On Tue, Jul 13, 2010 at 1:19 AM, fons@kokkinizita.net wrote:
On Mon, Jul 12, 2010 at 06:18:29PM -0700, Niels Mayer wrote:
Speaking of making my brain hurt -- I really would not have done the meters as done in envy24control. I really hate the concept of emulating the look of real gear down to the level that you have to "quantize" to individual LED's...
That is indeed quite absurd.
Yes, the meters in envy24control -- http://git.alsa-project.org/?p=alsa-tools.git;a=blob_plain;f=envy24control/l... -- are absurd! What's even more absurd, is to have the benefits of the ice1712's hardware metering squandered by drawing thousands of rectangles per second (each individual "LED" on each meter is a separate x draw-rectangle call). The existing envy24control meters are an abomination of inefficiency! Especially when used with a remote X display.

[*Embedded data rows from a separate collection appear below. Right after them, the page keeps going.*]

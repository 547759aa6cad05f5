//! Run Constants
//!
//! Centralized location for the timing, geometry and balance numbers used by
//! the encounter loop. Per-enemy base stats live in `assets/config/enemies.ron`;
//! everything here is behaviour tuning that the systems reference directly.
//!
//! All distances are in arena pixels and all durations in seconds of run time.
//! The arena uses screen orientation: `y` grows downward, so the door sits at
//! the top edge and the player starts at the bottom.

// ============================================================================
// Arena Geometry
// ============================================================================

/// Side length of one grid cell.
pub const CELL_SIZE: f32 = 60.0;

/// The arena is a square grid of this many cells per side.
pub const GRID_CELLS: u32 = 9;

/// Arena width and height (9 cells of 60 px).
pub const ARENA_SIZE: f32 = CELL_SIZE * GRID_CELLS as f32;

/// Player start position: horizontally centred, 30 px above the bottom edge.
pub const PLAYER_START: (f32, f32) = (ARENA_SIZE / 2.0, ARENA_SIZE - 30.0);

/// Door centre, just beyond the top edge.
pub const DOOR_POSITION: (f32, f32) = (ARENA_SIZE / 2.0, -20.0);

/// Half extents of the door's trigger rectangle.
pub const DOOR_HALF_EXTENTS: (f32, f32) = (40.0, 50.0);

// ============================================================================
// Obstacles
// ============================================================================

/// Obstacles generated on a normal phase (inclusive range).
pub const OBSTACLE_COUNT_MIN: u32 = 3;
pub const OBSTACLE_COUNT_MAX: u32 = 5;

/// Obstacles never occupy a cell whose centre is this close to the player start.
pub const OBSTACLE_PLAYER_CLEARANCE: f32 = 120.0;

/// Enemies and hostile projectiles are blocked within this distance of an obstacle.
pub const OBSTACLE_BLOCK_RADIUS: f32 = 30.0;

/// The player is blocked within this distance of an obstacle.
pub const PLAYER_OBSTACLE_RADIUS: f32 = 40.0;

// ============================================================================
// Phase Structure
// ============================================================================

/// Last phase of a run; clearing it completes the run.
pub const FINAL_PHASE: u32 = 50;

/// Every phase divisible by this is a boss phase.
pub const BOSS_PHASE_INTERVAL: u32 = 10;

/// Phases that replace combat with a recovery choice.
pub const RECOVERY_PHASES: [u32; 5] = [5, 15, 25, 35, 45];

/// Kills required to clear a normal phase (and the size of its wave).
pub const NORMAL_WAVE_SIZE: u32 = 5;

/// Kills required on a boss phase, in addition to the boss-defeated signal.
pub const BOSS_KILL_TARGET: u32 = 1;

/// Enemies stay inert this long after a wave spawns.
pub const SPAWN_GRACE_PERIOD: f32 = 1.5;

/// Normal enemies spawn at least this far from the player.
pub const ENEMY_MIN_SPAWN_DISTANCE: f32 = 400.0;

/// Normal enemies spawn inside the arena inset by this margin.
pub const ENEMY_SPAWN_INSET: f32 = 30.0;

/// Random placement attempts before falling back to the best candidate seen.
pub const PLACEMENT_ATTEMPTS: u32 = 64;

/// Bosses spawn horizontally centred at this height.
pub const BOSS_SPAWN_Y: f32 = 100.0;

/// Per-phase buff: max health added for each phase after the first.
pub const PHASE_HEALTH_BUFF: f32 = 20.0;

/// Per-phase buff: damage added for each phase after the first.
pub const PHASE_DAMAGE_BUFF: f32 = 3.0;

// ============================================================================
// Player
// ============================================================================

pub const PLAYER_MAX_HEALTH: f32 = 2000.0;
pub const PLAYER_INVINCIBILITY: f32 = 1.0;
pub const PLAYER_SPEED: f32 = 180.0;
pub const PLAYER_HALF_EXTENTS: (f32, f32) = (30.0, 40.0);

/// Base arrow damage and cooldown between volleys.
pub const ARROW_DAMAGE: f32 = 200.0;
pub const ARROW_COOLDOWN: f32 = 1.0;

/// Attack-speed upgrades never push the cooldown below this.
pub const ARROW_COOLDOWN_FLOOR: f32 = 0.15;

pub const ARROW_SPEED: f32 = 400.0;

/// An arrow connects when it is this close to its target.
pub const ARROW_HIT_RADIUS: f32 = 30.0;

/// Delay between consecutive arrows of one multi-arrow volley.
pub const MULTI_ARROW_STAGGER: f32 = 0.3;

/// Damage the player deals back on body contact, at most once per cooldown.
pub const CONTACT_RETALIATION_DAMAGE: f32 = 10.0;
pub const CONTACT_RETALIATION_COOLDOWN: f32 = 1.0;

// ============================================================================
// Ranged Enemies
// ============================================================================

/// Default distance at which a hostile projectile strikes the player.
pub const PROJECTILE_HIT_RADIUS: f32 = 30.0;

pub const PLANT_SHOT_INTERVAL: f32 = 2.0;
pub const PLANT_PROJECTILE_SPEED: f32 = 120.0;

pub const STONE_SHOT_INTERVAL: f32 = 2.5;
pub const STONE_PROJECTILE_SPEED: f32 = 120.0;
pub const STONE_PROJECTILE_COUNT: u32 = 3;
pub const STONE_MAX_BOUNCES: u32 = 3;
pub const STONE_MOVE_SECS: f32 = 1.0;
pub const STONE_PAUSE_SECS: f32 = 1.5;

pub const TORNADO_SHOT_INTERVAL: f32 = 3.5;
pub const TORNADO_PROJECTILE_SPEED: f32 = 72.0;
pub const TORNADO_PROJECTILE_TTL: f32 = 4.0;
pub const TORNADO_HIT_RADIUS: f32 = 35.0;
pub const TORNADO_MOVE_SECS: f32 = 1.0;
pub const TORNADO_PAUSE_SECS: f32 = 2.0;

/// Homing projectiles survive this far outside the arena before despawning.
pub const HOMING_OUT_OF_BOUNDS_SLACK: f32 = 30.0;

/// Roaming enemies pick a new direction this often.
pub const ROAM_TURN_INTERVAL: f32 = 1.5;

// ============================================================================
// Splitting Boss
// ============================================================================

pub const SPIDER_TURN_INTERVAL: f32 = 2.0;

/// The spider bounces off an inner wall inset by this margin.
pub const SPIDER_BOUNCE_MARGIN: f32 = 40.0;

/// Children appear within this offset of the parent on each axis.
pub const SPLIT_SPAWN_OFFSET: f32 = 100.0;

/// Children are clamped into the arena inset by this margin.
pub const SPLIT_SPAWN_INSET: f32 = 50.0;

/// Delay before the lineage is re-checked after a tier dies.
pub const LINEAGE_CHECK_DELAY: f32 = 0.1;

// ============================================================================
// Mage Boss
// ============================================================================

/// Health fraction at or below which the mage enters fury.
pub const MAGE_FURY_THRESHOLD: f32 = 0.3;
pub const MAGE_ATTACK_INTERVAL: f32 = 2.0;
pub const MAGE_FURY_ATTACK_INTERVAL: f32 = 1.2;
pub const MAGE_REPOSITION_INTERVAL: f32 = 3.0;
pub const MAGE_REPOSITION_MIN_PLAYER_DISTANCE: f32 = 150.0;
pub const MAGE_ARRIVAL_TOLERANCE: f32 = 5.0;
pub const MAGE_MOVE_INSET: f32 = 60.0;
pub const MAGE_TELEPORT_INTERVAL: f32 = 8.0;
pub const MAGE_FADE_SECS: f32 = 0.3;

/// Fury volleys place between these many circles (inclusive).
pub const MAGE_FURY_CIRCLES_MIN: u32 = 3;
pub const MAGE_FURY_CIRCLES_MAX: u32 = 5;
pub const MAGE_FURY_CIRCLE_STAGGER: f32 = 0.2;

/// Chance that a circle is placed near the player rather than anywhere.
pub const BLAST_NEAR_PLAYER_CHANCE: f32 = 0.7;
pub const BLAST_NEAR_PLAYER_OFFSET: f32 = 80.0;
pub const BLAST_PLACEMENT_INSET: f32 = 40.0;
pub const BLAST_RADIUS: f32 = 50.0;
pub const BLAST_FUSE_SECS: f32 = 1.0;

// ============================================================================
// Power-Ups & Recovery
// ============================================================================

/// Number of distinct options shown by a draft.
pub const DRAFT_OFFER_COUNT: usize = 3;

/// Gameplay resumes this long after a draft selection.
pub const DRAFT_RESUME_DELAY: f32 = 1.0;

pub const RECOVERY_HEAL: f32 = 100.0;
pub const RECOVERY_ARROW_DAMAGE: f32 = 50.0;

/// The phase advances this long after a recovery choice.
pub const RECOVERY_ADVANCE_DELAY: f32 = 2.5;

As a second patch (coming soon), I've rewritten the meters in a more sensible fashion, drawing a single rectangle to represent the instantaneous level (2-3 X-primitive draws per meter total and one blit, versus hundreds of draws and a blit per value change per meter in the original code). I'm also being a little more careful about not needing to redraw the entire meter for each change -- using the monotonicity of the audio signal being represented to optimize the way you draw it; not redrawing if nothing has changed, etc.
And since the hardware metering already quantizes to 256 levels -- there's no point in re-quantizing those to individual "virtual LEDs" as is done w/ the current envy24control.

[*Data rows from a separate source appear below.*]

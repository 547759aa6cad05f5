//! Run Systems API
//!
//! Stable entry point for the encounter loop. The headless runner and tests
//! import from here rather than from the internal modules.
//!
//! ## System Phases
//!
//! Run systems execute in six ordered phases each tick:
//!
//! 1. **Timers** - Delayed-action dispatch, run clock
//! 2. **Player** - Movement, auto-fire, staggered arrows
//! 3. **Projectiles** - Arrows, hostile projectiles, warning circles
//! 4. **Enemies** - Movement, ranged attacks, boss behaviour
//! 5. **Collision** - Body contact, death resolution
//! 6. **PhaseEvaluation** - Statistics, draft, recovery, door, advance, wave spawn
//!
//! Enemy behaviour and hostile projectiles only run while
//! `PhaseState::enemies_active` is set. Body contact resolves every tick,
//! including the spawn grace period.
//!
//! ## Usage
//!
//! ```ignore
//! use gauntlet::states::play_run::systems;
//!
//! systems::configure_run_system_ordering(&mut app);
//! systems::add_core_run_systems(&mut app, || true);
//! ```

use bevy::prelude::*;

// === Phase 1: Timers ===
pub use super::scheduler::dispatch_delayed_actions;
pub use super::phase_flow::track_run_time;

// === Phase 2: Player ===
pub use super::player::{fire_scheduled_arrows, move_player, player_auto_fire};

// === Phase 3: Projectiles ===
pub use super::enemies::mage_boss::detonate_warning_circles;
pub use super::projectiles::{move_arrows, move_hostile_projectiles};

// === Phase 4: Enemies ===
pub use super::enemies::mage_boss::{mage_boss_behavior, place_scheduled_circles};
pub use super::enemies::movement::move_enemies;
pub use super::enemies::ranged::fire_ranged_attacks;

// === Phase 5: Collision ===
pub use super::combat_core::{resolve_contact_damage, resolve_deaths};

// === Phase 6: Phase Evaluation ===
pub use super::phase_flow::{
    apply_draft_selection, apply_recovery_choice, check_player_death, enemies_active,
    evaluate_phase, handle_phase_advance, handle_phase_timers, handle_reset_run, record_damage,
    record_kills, start_run,
};
pub use super::spawning::spawn_phase_wave;

// === Components and Resources ===
pub use super::components::{
    Arena, CombatEntity, ControlIntent, Enemy, GameRng, Hitbox, LifeState, Obstacle, Player,
    WaveEntity,
};
pub use super::phase_flow::{PhaseStage, PhaseState};

/// System set labels for run system ordering.
#[derive(SystemSet, Debug, Clone, PartialEq, Eq, Hash)]
pub enum RunSystemPhase {
    Timers,
    Player,
    Projectiles,
    Enemies,
    Collision,
    PhaseEvaluation,
}

/// Configures the ordering between run system phases.
///
/// Call this once during app setup before adding run systems.
pub fn configure_run_system_ordering(app: &mut App) {
    app.configure_sets(
        Update,
        (
            RunSystemPhase::Timers,
            RunSystemPhase::Player,
            RunSystemPhase::Projectiles,
            RunSystemPhase::Enemies,
            RunSystemPhase::Collision,
            RunSystemPhase::PhaseEvaluation,
        )
            .chain(),
    );
}

/// Adds the encounter loop systems to the app.
///
/// # Arguments
/// * `app` - The Bevy App to add systems to
/// * `run_condition` - Gate for the whole loop (`|| true` when headless)
pub fn add_core_run_systems<M>(app: &mut App, run_condition: impl Condition<M> + Clone)
where
    M: 'static,
{
    // Phase 1: Timers
    app.add_systems(
        Update,
        (dispatch_delayed_actions, track_run_time)
            .chain()
            .in_set(RunSystemPhase::Timers)
            .run_if(run_condition.clone()),
    );

    // Phase 2: Player
    app.add_systems(
        Update,
        (move_player, player_auto_fire, fire_scheduled_arrows)
            .chain()
            .in_set(RunSystemPhase::Player)
            .run_if(run_condition.clone()),
    );

    // Flush spawned arrows before they move
    app.add_systems(
        Update,
        apply_deferred
            .after(RunSystemPhase::Player)
            .before(RunSystemPhase::Projectiles)
            .run_if(run_condition.clone()),
    );

    // Phase 3: Projectiles
    app.add_systems(
        Update,
        (
            move_arrows,
            (move_hostile_projectiles, detonate_warning_circles)
                .chain()
                .run_if(enemies_active),
        )
            .chain()
            .in_set(RunSystemPhase::Projectiles)
            .run_if(run_condition.clone()),
    );

    // Phase 4: Enemies
    app.add_systems(
        Update,
        (
            move_enemies,
            fire_ranged_attacks,
            mage_boss_behavior,
            place_scheduled_circles,
        )
            .chain()
            .in_set(RunSystemPhase::Enemies)
            .run_if(enemies_active)
            .run_if(run_condition.clone()),
    );

    // Flush projectiles and circles before collision
    app.add_systems(
        Update,
        apply_deferred
            .after(RunSystemPhase::Enemies)
            .before(RunSystemPhase::Collision)
            .run_if(run_condition.clone()),
    );

    // Phase 5: Collision
    app.add_systems(
        Update,
        (resolve_contact_damage, resolve_deaths)
            .chain()
            .in_set(RunSystemPhase::Collision)
            .run_if(run_condition.clone()),
    );

    // Flush despawns and split children before the controller looks
    app.add_systems(
        Update,
        apply_deferred
            .after(RunSystemPhase::Collision)
            .before(RunSystemPhase::PhaseEvaluation)
            .run_if(run_condition.clone()),
    );

    // Phase 6: Phase Evaluation
    app.add_systems(
        Update,
        (
            check_player_death,
            record_damage,
            record_kills,
            handle_phase_timers,
            apply_draft_selection,
            apply_recovery_choice,
            evaluate_phase,
            handle_phase_advance,
            handle_reset_run,
            apply_deferred,
            spawn_phase_wave,
        )
            .chain()
            .in_set(RunSystemPhase::PhaseEvaluation)
            .run_if(run_condition),
    );
}

#[cfg(test)]
mod tests {
    use super::*;

    #[test]
    fn test_system_phase_ordering() {
        assert_ne!(RunSystemPhase::Timers, RunSystemPhase::Player);
        assert_ne!(RunSystemPhase::Collision, RunSystemPhase::PhaseEvaluation);
    }
}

The result so far are promising: Here's 'top' output (*) using the new envy24control. Note the load is lower, and 'envy24control' and 'X' both use much less CPU. In fact running this meter lowers the system load. whereas running the old envy24control raises it (and makes the fans run faster!).
top - 21:30:13 up 11:30, 9 users, load average: 0.02, 0.11, 0.06 2664 root 20 0 544m 134m 34m S 2.6 3.4 26:03.51 X 9404 npm 20 0 192m 9340 6908 S 0.7 0.2 0:01.72 envy24control
The new metering gives 2.6% CPU for X, and 0.7% CPU for the new-metered envy24control; Versus 6.3% CPU for X and 2.7% for the old metering in envy24control (the one from my first patch):
top - 21:25:57 up 11:25, 9 users, load average: 0.10, 0.09, 0.03 2664 root 20 0 544m 134m 34m S 6.3 3.4 25:50.67 X 9398 npm 20 0 192m 9368 6940 S 2.7 0.2 0:16.81 envy24control
Now granted this is not a scientific test, and "top" is not exactly the best way to gauge performance. But it does suggest that the computational complexity caused by the bad metering algorithm directly translates to higher-power consumption, higher loads, and poorer performance.
Compared to the existing envy24control metering -- It would probably me more efficient to actually compute RMS levels off the audio stream -- or even hook up jkmeter through jack -- instead of using the hardware metering data through these computationally wasteful level meters.